Written by | 25 Aug 2024 | Oncology

Bristol Myers Squibb announced that the European Medicines Agency (EMA) has validated its Type II variation application to expand the indication for Breyanzi (lisocabtagene maraleucel; liso-cel), a CD19-directed chimeric antigen receptor (CAR) T cell therapy, to include the treatment of adult patients with relapsed or refractory follicular lymphoma (FL) who have received two or more prior lines of systemic therapy. Validation of the application confirms the submission is complete and allows the scientific review to begin under the EMA’s centralized review procedure.

“Follicular lymphoma impacts a significant number of people, and those with relapsed or refractory disease tend to experience shorter responses with each new line of therapy,” said Anne Kerber, senior vice president, head of Late Clinical Development, Hematology, Oncology and Cell Therapy (HOCT), Bristol Myers Squibb. “ Breyanzi represents a differentiated CAR T cell therapy, and we look forward to working with the European Medicines Agency to bring this important treatment option to patients with relapsed or refractory follicular lymphoma with the goal of improving outcomes and providing lasting remission.”

The application is supported by data from the Phase II TRANSCEND FL study, the largest clinical trial to date to evaluate a CAR T cell therapy in patients with relapsed or refractory indolent non-Hodgkin lymphoma (NHL), including FL. The study enrolled adults with relapsed or refractory FL treated with Breyanzi in the high-risk second-line and third-line plus setting. In the study, Breyanzi demonstrated a high overall response rate, the study’s primary endpoint, with responses being deep and durable. The safety of Breyanzi in FL is consistent with the well-established and manageable safety profile of Breyanzi observed across clinical trials.

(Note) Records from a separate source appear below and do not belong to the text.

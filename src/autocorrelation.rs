// autocorrelation.rs - Autocorrelation function and integrated autocorrelation time

use serde::{Deserialize, Serialize};

use crate::error::{Degeneracy, SimError};

/// Offset the tau sum starts from. `rho(0)` is not added on top, so values
/// are 1 lower than estimators that sum from lag 0 with the same offset.
pub const TAU_OFFSET: f64 = 1.5;

/// At or below this spread of the last two lags the geometric tail is skipped.
pub const TAIL_TOLERANCE: f64 = 1e-15;

/// Smallest `|1 - r|` the tail correction accepts; anything closer to 1 is
/// reported as [`Degeneracy::FlatTail`].
pub const FLAT_RATIO_TOLERANCE: f64 = 1e-12;

/// Variance below this fraction of `<O²>` is rounding noise of a constant series.
const VARIANCE_FLOOR: f64 = 1e-12;

/// Correlation sequence and integrated time of one series.
#[derive(Debug, Clone, PartialEq, Serialize, Deserialize)]
pub struct AutocorrelationResult {
    /// `rho(0..k)`, truncated before the first non-positive lag.
    pub rho: Vec<f64>,
    pub tau: f64,
    /// Length of the input series.
    pub samples: usize,
}

/// Moments of a scalar time series plus lagged products on demand.
#[derive(Debug, Clone, Copy)]
pub struct Autocorrelation<'a> {
    data: &'a [f64],
    mean: f64,
    variance: f64,
}

impl<'a> Autocorrelation<'a> {
    /// Compute `<O>` and `<O²> - <O>²`. A non-positive variance (including an
    /// empty series) is a [`Degeneracy::ZeroVariance`].
    pub fn new(data: &'a [f64]) -> Result<Self, SimError> {
        let m = data.len() as f64;
        let mean = data.iter().sum::<f64>() / m;
        let mean_sq = data.iter().map(|&x| x * x).sum::<f64>() / m;
        let variance = mean_sq - mean * mean;

        if data.is_empty() || !(variance > VARIANCE_FLOOR * mean_sq) {
            return Err(Degeneracy::ZeroVariance {
                variance: if variance.is_nan() { 0.0 } else { variance },
            }
            .into());
        }
        Ok(Self { data, mean, variance })
    }

    pub fn len(&self) -> usize {
        self.data.len()
    }

    pub fn is_empty(&self) -> bool {
        self.data.is_empty()
    }

    pub fn mean(&self) -> f64 {
        self.mean
    }

    pub fn variance(&self) -> f64 {
        self.variance
    }

    /// `(1/(M-j)) Σ_{i<M-j} O_i O_{i+j}`. Requires `lag < M`.
    pub fn unnormalized(&self, lag: usize) -> f64 {
        let pairs = self.data.len() - lag;
        let sum: f64 = self.data[..pairs]
            .iter()
            .zip(&self.data[lag..])
            .map(|(a, b)| a * b)
            .sum();
        sum / pairs as f64
    }

    /// Normalised correlation `rho(lag)`.
    pub fn rho(&self, lag: usize) -> f64 {
        (self.unnormalized(lag) - self.mean * self.mean) / self.variance
    }

    /// Effective cutoff `min(M, cutoff)`.
    pub fn window(&self, cutoff: usize) -> usize {
        self.data.len().min(cutoff)
    }

    /// Untruncated `rho(0..window)`.
    pub fn correlation_function(&self, cutoff: usize) -> Vec<f64> {
        (0..self.window(cutoff)).map(|t| self.rho(t)).collect()
    }

    /// Scan lags until the first non-positive correlation, accumulating tau.
    /// Lags past the truncation point are never evaluated.
    pub fn estimate(&self, cutoff: usize) -> Result<AutocorrelationResult, SimError> {
        let (rho, tau) = scan(self.window(cutoff), |t| self.rho(t))?;
        Ok(AutocorrelationResult {
            rho,
            tau,
            samples: self.data.len(),
        })
    }
}

/// Estimate correlation sequence and tau of `series` up to `cutoff` lags.
pub fn estimate(series: &[f64], cutoff: usize) -> Result<AutocorrelationResult, SimError> {
    Autocorrelation::new(series)?.estimate(cutoff)
}

/// Integrated time from an already computed correlation sequence.
pub fn integrated_time(rho: &[f64]) -> Result<f64, SimError> {
    scan(rho.len(), |t| rho[t]).map(|(_, tau)| tau)
}

/// `rho(0)` is 1 by construction and is folded into [`TAU_OFFSET`]; positive
/// lags from 1 on are summed. At the first non-positive lag `t` the remaining
/// decay is modelled as geometric with ratio `rho(t-1)/rho(t-2)`. Two equal
/// lags (within [`TAIL_TOLERANCE`]) get no correction; a ratio that differs
/// from 1 by less than [`FLAT_RATIO_TOLERANCE`] is degenerate.
fn scan(
    window: usize,
    mut rho_at: impl FnMut(usize) -> f64,
) -> Result<(Vec<f64>, f64), SimError> {
    let mut kept: Vec<f64> = Vec::with_capacity(window);
    let mut tau = TAU_OFFSET;

    for t in 0..window {
        let r = rho_at(t);
        if r > 0.0 {
            if t > 0 {
                tau += r;
            }
            kept.push(r);
            continue;
        }

        if t < 2 {
            return Err(Degeneracy::ShortHistory { lag: t }.into());
        }
        let last = kept[t - 1];
        let before = kept[t - 2];
        if (last - before).abs() > TAIL_TOLERANCE {
            let denominator = 1.0 - last / before;
            if denominator.abs() < FLAT_RATIO_TOLERANCE {
                return Err(Degeneracy::FlatTail { lag: t }.into());
            }
            let correction = -last / denominator;
            if !correction.is_finite() {
                return Err(Degeneracy::NonFiniteTail { lag: t }.into());
            }
            tau += correction;
        }
        break;
    }

    Ok((kept, tau))
}
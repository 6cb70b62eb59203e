// io.rs - Line-delimited series, spin dumps, result files and their names

use std::collections::BTreeMap;
use std::fs::{self, File};
use std::io::{BufRead, BufReader, BufWriter, Write};
use std::path::{Path, PathBuf};

use csv::WriterBuilder;
use serde::Serialize;

use crate::aggregate::AggregatedStatistic;
use crate::config::{Algorithm, Observable, SimConfig};
use crate::error::SimError;
use crate::lattice::Spin;
use crate::wolff::SnapshotSink;

// -----------------------------------------------------------------------------
// File names
// -----------------------------------------------------------------------------

/// `{bin}-{Observable}_{L}L_{T}T_{sweeps}Nsw_{eq}Neq_{spacing}Nfl-{Algorithm}.dat`
pub fn series_file_name(
    bin: usize,
    size: usize,
    temperature: f64,
    observable: Observable,
    algorithm: Algorithm,
    cfg: &SimConfig,
) -> String {
    format!(
        "{bin}-{obs}_{size}L_{temperature:.3}T_{sw}Nsw_{eq}Neq_{fl}Nfl-{alg}.dat",
        obs = observable.label(),
        sw = cfg.sweeps,
        eq = cfg.eq_steps,
        fl = cfg.sample_spacing(algorithm),
        alg = algorithm.label(),
    )
}

/// Shared suffix of the result files of one analysis.
fn result_stem(observable: Observable, algorithm: Algorithm, cfg: &SimConfig) -> String {
    format!(
        "{obs}_{sw}Nsw_{eq}Neq_{fl}Nfl-{alg}",
        obs = observable.label(),
        sw = cfg.sweeps,
        eq = cfg.eq_steps,
        fl = cfg.sample_spacing(algorithm),
        alg = algorithm.label(),
    )
}

pub fn tau_file_name(observable: Observable, algorithm: Algorithm, cfg: &SimConfig) -> String {
    format!("AutoCtau-{}.json", result_stem(observable, algorithm, cfg))
}

pub fn rho_file_name(observable: Observable, algorithm: Algorithm, cfg: &SimConfig) -> String {
    format!("AutoCrho-{}.json", result_stem(observable, algorithm, cfg))
}

pub fn stats_file_name(observable: Observable, algorithm: Algorithm, cfg: &SimConfig) -> String {
    format!("AutoCstats-{}.json", result_stem(observable, algorithm, cfg))
}

pub fn table_file_name(observable: Observable, algorithm: Algorithm, cfg: &SimConfig) -> String {
    format!("AutoCtau-{}.csv", result_stem(observable, algorithm, cfg))
}

pub fn spin_dump_file_name(size: usize, temperature: f64, cycles: usize) -> String {
    format!("spin_config_{size}L_{temperature:.1}T_{cycles}flips.dat")
}

/// Temperature key used in result mappings.
pub fn temperature_key(temperature: f64) -> String {
    format!("{temperature:.3}")
}

// -----------------------------------------------------------------------------
// Scalar series
// -----------------------------------------------------------------------------

/// Write one value per line. `f64` display is the shortest string that parses
/// back to the same value.
pub fn write_series(path: &Path, values: &[f64]) -> Result<(), SimError> {
    let file = File::create(path).map_err(SimError::io_at(path))?;
    let mut out = BufWriter::new(file);
    for v in values {
        writeln!(out, "{v}").map_err(SimError::io_at(path))?;
    }
    out.flush().map_err(SimError::io_at(path))
}

/// Read a line-delimited series. Blank lines are skipped; anything else that
/// does not parse as a number is an error.
pub fn read_series(path: &Path) -> Result<Vec<f64>, SimError> {
    let file = File::open(path).map_err(SimError::io_at(path))?;
    let mut values = Vec::new();
    for (lineno, line) in BufReader::new(file).lines().enumerate() {
        let line = line.map_err(SimError::io_at(path))?;
        let text = line.trim();
        if text.is_empty() {
            continue;
        }
        let value = text.parse::<f64>().map_err(|err| SimError::Io {
            path: path.to_path_buf(),
            source: std::io::Error::new(
                std::io::ErrorKind::InvalidData,
                format!("line {}: {text:?}: {err}", lineno + 1),
            ),
        })?;
        values.push(value);
    }
    Ok(values)
}

// -----------------------------------------------------------------------------
// Spin snapshots
// -----------------------------------------------------------------------------

/// Appends one line of space-separated spins per snapshot. The file is
/// truncated on creation and closed when the writer is dropped.
#[derive(Debug)]
pub struct SpinDumpWriter {
    path: PathBuf,
    out: BufWriter<File>,
    written: usize,
}

impl SpinDumpWriter {
    pub fn create(path: &Path) -> Result<Self, SimError> {
        let file = File::create(path).map_err(SimError::io_at(path))?;
        Ok(Self {
            path: path.to_path_buf(),
            out: BufWriter::new(file),
            written: 0,
        })
    }

    pub fn written(&self) -> usize {
        self.written
    }

    pub fn finish(mut self) -> Result<usize, SimError> {
        self.out.flush().map_err(SimError::io_at(&self.path))?;
        Ok(self.written)
    }
}

impl SnapshotSink for SpinDumpWriter {
    fn record(&mut self, spins: &[Spin]) -> Result<(), SimError> {
        let mut line = String::with_capacity(spins.len() * 3);
        for (i, s) in spins.iter().enumerate() {
            if i > 0 {
                line.push(' ');
            }
            line.push_str(if *s > 0 { "1" } else { "-1" });
        }
        writeln!(self.out, "{line}").map_err(SimError::io_at(&self.path))?;
        self.written += 1;
        Ok(())
    }
}

/// Load every snapshot of a spin dump.
pub fn read_spin_dump(path: &Path) -> Result<Vec<Vec<Spin>>, SimError> {
    let text = fs::read_to_string(path).map_err(SimError::io_at(path))?;
    text.lines()
        .filter(|line| !line.trim().is_empty())
        .map(|line| {
            line.split_whitespace()
                .map(|tok| match tok {
                    "1" => Ok(1),
                    "-1" => Ok(-1),
                    other => Err(SimError::Io {
                        path: path.to_path_buf(),
                        source: std::io::Error::new(
                            std::io::ErrorKind::InvalidData,
                            format!("not a spin: {other:?}"),
                        ),
                    }),
                })
                .collect()
        })
        .collect()
}

// -----------------------------------------------------------------------------
// Results
// -----------------------------------------------------------------------------

/// bin → temperature → value per size position (`None` for a failed unit).
pub type ResultMap<V> = BTreeMap<usize, BTreeMap<String, Vec<Option<V>>>>;

pub fn write_json<T: Serialize + ?Sized>(path: &Path, value: &T) -> Result<(), SimError> {
    let file = File::create(path).map_err(SimError::io_at(path))?;
    let mut out = BufWriter::new(file);
    serde_json::to_writer_pretty(&mut out, value).map_err(SimError::io_at(path))?;
    out.flush().map_err(SimError::io_at(path))
}

/// `size,temperature,bins,tau_mean,tau_err`, one row per key.
pub fn write_tau_table(path: &Path, stats: &[AggregatedStatistic]) -> Result<(), SimError> {
    let mut wtr = WriterBuilder::new()
        .from_path(path)
        .map_err(SimError::io_at(path))?;
    wtr.write_record(["size", "temperature", "bins", "tau_mean", "tau_err"])
        .map_err(SimError::io_at(path))?;
    for s in stats {
        wtr.write_record(&[
            s.size.to_string(),
            s.temperature.to_string(),
            s.bins.to_string(),
            s.tau_mean.to_string(),
            s.tau_err.to_string(),
        ])
        .map_err(SimError::io_at(path))?;
    }
    wtr.flush().map_err(SimError::io_at(path))
}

Follicular lymphoma is the second most common form of NHL, accounting for 20 to 30 percent of all NHL cases. FL has historically been considered an incurable disease with patients frequently relapsing following front-line therapy and prognosis worsening after each subsequent relapse. Despite advances in treatment, there remains an unmet need for additional options that offer treatment-free intervals with durable, complete responses.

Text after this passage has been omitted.